Is CBD the Gateway to Dietary Supplements?

It’s been a big week for CBD.

First, HerbalGram, published by the American Botanical Council (ABC), released its annual Herb Market Report. Utilizing US retail sales data provided by SPINS and the Nutrition Business Journal (NBJ), it shows that CBD continued to see accelerated growth both in the natural and mass market channels in 2019. CBD remains the top-selling ingredient in the natural channel with almost $91 million in sales, fueled by high double-digit growth (71.3%) from 2018. In the mass market channel, it experienced high triple-digit growth (872.3%) to place it firmly within the top ten ingredients at almost $36 million in sales.

Second, bipartisan legislation was introduced in the US Congress to make hemp-derived CBD lawful as a dietary supplement, a step taken to ensure the foothold that CBD already has in the market is codified, given that for the last few years it’s fallen into a regulatory gray area due to inaction by the FDA.

When CBD initially exploded into the market, many in the supplement industry had the perception that it could be the gateway for new consumers into the dietary supplement category. Many of our colleagues hypothesized that consumers did not see CBD as a dietary supplement but rather a miraculous plant substance derived from the heretofore forbidden cannabis plant, and that CBD’s extraordinary sales numbers were due to growth coming from outside the supplement consumer market.

As we began reviewing the data and conducting our own research on CBD attitudes, beliefs and behaviors, certain factors kept appearing that caused us to question the construct that growth was coming from outside of current supplement users. Certainly, there were consumers unfamiliar with dietary supplements who bought CBD, and there were non-supplement retail channels (such as cannabis dispensaries and convenience stores) that were selling CBD. But something about the buyer decision process seemed familiar to us, which was reminiscent of that of supplements.

In early 2020, we completed a rigorous, census-balanced research study of more than 3,000 US adults. In it we asked if they had purchased or used CBD within the past year.

Supplement CBD versus Non-Supplement CBD Users

Our proprietary Supplement Brand Accelerator™ utilizes a segmentation study of US adults (over age 18) who utilize herbal and dietary supplements. This research determined that 72% of adult Americans use supplements. We were narrow in our definition of supplements: to be considered a supplement user, study participants had to have used or purchased a vitamin and/or supplement, an herbal or botanical supplement, or a probiotic in the past year. If a participant used protein powder but none of the three required options, then they were considered a non-supplement user. Similarly, if a study participant had purchased CBD but not the three supplement requirements, they were classified as a non-supplement user.

Of all the CBD users in the United States, 85% are supplement users.

What we found was that of all the CBD users in the United States, 85% are supplement users. So although 15% of CBD users are not supplement users, the overwhelming majority are.
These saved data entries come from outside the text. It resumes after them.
impl<'a> MacroExpander<'a> {
    pub fn new(
        lookup: &'a dyn Lookup,
        ctx: &'a RenderContext,
        macros: &'a [Box<dyn Macro>],
        max_depth: usize,
    ) -> Self {
        let stack = ctx
            .wiki_page()
            .map(|page| vec![page_key(page)])
            .unwrap_or_default();
        Self {
            lookup,
            ctx,
            macros,
            max_depth,
            stack,
            warnings: Vec::new(),
        }
    }

    /// Expand every macro block, returning the new block list and warnings.
    pub fn expand(mut self, blocks: Vec<Block>) -> (Vec<Block>, Vec<String>) {
        let expanded = self.expand_level(blocks, 0);
        (expanded, self.warnings)
    }

    fn expand_level(&mut self, blocks: Vec<Block>, depth: usize) -> Vec<Block> {
        let mut out = Vec::with_capacity(blocks.len());
        for block in blocks {
            let BlockKind::Macro(call) = &block.kind else {
                out.push(block);
                continue;
            };
            if !self.ctx.macros {
                out.push(literal(&block, call));
                continue;
            }
            match call.name.as_str() {
                "toc" => out.push(block),
                "include" => match self.include(call, depth) {
                    Ok(blocks) => out.extend(blocks),
                    Err(err) => out.push(self.error_block(&block, call, &err)),
                },
                _ => self.expand_registered(block, depth, &mut out),
            }
        }
        out
    }

    fn expand_registered(&mut self, block: Block, depth: usize, out: &mut Vec<Block>) {
        let BlockKind::Macro(call) = &block.kind else {
            return;
        };
        let macros = self.macros;
        let Some(handler) = macros.iter().find(|m| m.name() == call.name) else {
            tracing::debug!(name = %call.name, "Unknown macro left as text");
            self.warnings.push(format!("Unknown macro: {}", call.name));
            out.push(literal(&block, call));
            return;
        };
        let macro_ctx = MacroContext {
            lookup: self.lookup,
            render: self.ctx,
            depth,
        };
        match handler.expand(&call.args, &macro_ctx) {
            Ok(MacroOutput::Html(html)) => out.push(Block {
                kind: BlockKind::Html(html),
                ..block
            }),
            Ok(MacroOutput::Text(text)) => {
                if depth >= self.max_depth {
                    let err = MacroError::DepthExceeded(self.max_depth);
                    out.push(self.error_block(&block, call, &err));
                    return;
                }
                let blocks = parse_with_origin(&text, &block.origin);
                out.extend(self.expand_level(blocks, depth + 1));
            }
            Ok(MacroOutput::Skip) => out.push(literal(&block, call)),
            Err(err) => out.push(self.error_block(&block, call, &err)),
        }
    }

    fn include(&mut self, call: &MacroCall, depth: usize) -> Result<Vec<Block>, MacroError> {
        let spec = call.args.first().ok_or(MacroError::PageNotFound)?;
        let page = self.find_page(spec)?;
        let key = page_key(&page);
        if self.stack.contains(&key) {
            return Err(MacroError::CircularInclusion);
        }
        if depth >= self.max_depth {
            return Err(MacroError::DepthExceeded(self.max_depth));
        }
        tracing::debug!(page = %page.title, depth, "Including wiki page");

        let origin = Origin::Included {
            page: page.title.clone(),
        };
        let blocks = parse_with_origin(&page.text, &origin);
        self.stack.push(key);
        let expanded = self.expand_level(blocks, depth + 1);
        self.stack.pop();
        Ok(expanded)
    }

    /// Resolve `Page` or `project:Page` to a wiki page.
    fn find_page(&self, spec: &str) -> Result<WikiPage, MacroError> {
        let (project, title) = match spec.split_once(':') {
            Some((project, title)) => (self.find_project(project), title),
            None => (self.ctx.project.clone(), spec),
        };
        let project = project.ok_or(MacroError::PageNotFound)?;
        let title = WikiPage::titleize(title.trim());
        if title.is_empty() || !project.has_wiki() {
            return Err(MacroError::PageNotFound);
        }
        self.lookup
            .find_wiki_page(&project, &title)
            .ok_or(MacroError::PageNotFound)
    }

    fn find_project(&self, key: &str) -> Option<Project> {
        let key = key.trim();
        self.lookup
            .find_project(key)
            .or_else(|| self.lookup.find_project_by_name(key))
    }

    fn error_block(&mut self, block: &Block, call: &MacroCall, err: &MacroError) -> Block {
        tracing::warn!(name = %call.name, error = %err, "Macro failed");
        self.warnings
            .push(format!("Error executing the {} macro ({err})", call.name));
        Block {
            kind: BlockKind::Html(format!(
                "<div class=\"flash error\">Error executing the <strong>{}</strong> macro ({})</div>",
                escape_html(&call.name),
                escape_html(&err.to_string())
            )),
            span: block.span.clone(),
            origin: block.origin.clone(),
        }
    }
}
The data show that if you have CBD products and you want to reach the masses, look to those who currently use supplements.

Drilling Down

But 15% of US CBD users is still a significant number, right? And if these consumers aren’t using other types of supplements, it provides CBD brands a less competitive arena for offering natural solutions to stress, sleep, pain, and everything else CBD offers.

So what is the difference in demographics between the supplement and non-supplement CBD user?

Starting with age, the non-supplement CBD user is younger (average age of 35.2 years vs. 39.6 years), with 56% of them under the age of 35. But before you get too excited, remember that we are looking at 15% of the CBD market. And when you look at the larger 85% of the CBD market, the under-35 group is 43% of supplement users. The actual numbers of consumers under 35 in that group is much larger than the non-supplement users. Still, it is good to know that when trying to reach the non-supplement consumer with your CBD, millennials and Gen Z are your target consumers.

There is also a common belief that men utilize CBD more than women. That is true for the non-supplement CBD user (56% male vs. 44% female). But for the supplement CBD user, it’s not the case (48% male vs. 52% female).

In terms of where they live, the non-supplement CBD user is more likely to live in a small town or rural area (31% vs. 25%), and the supplement CBD user is more likely to live in the suburbs (41% vs. 32%).

Because the non-supplement CBD user is younger, their average income is less than the supplement CBD user ($71,249 vs. $81,061).

So consider this as busting the myth that CBD users are not supplement users—supplement users are the dominant consumers in the category.

These demographic differences give us some perspectives on non-supplement CBD users. However, for the more important and larger group—the supplement CBD user—we have a robust set of data from our Supplement Brand Accelerator.

So consider this as busting the myth that CBD users are not supplement users—supplement users are the dominant consumers in the category. Growth in CBD is going to come from companies that understand this and use it for their brand strategy and product innovation.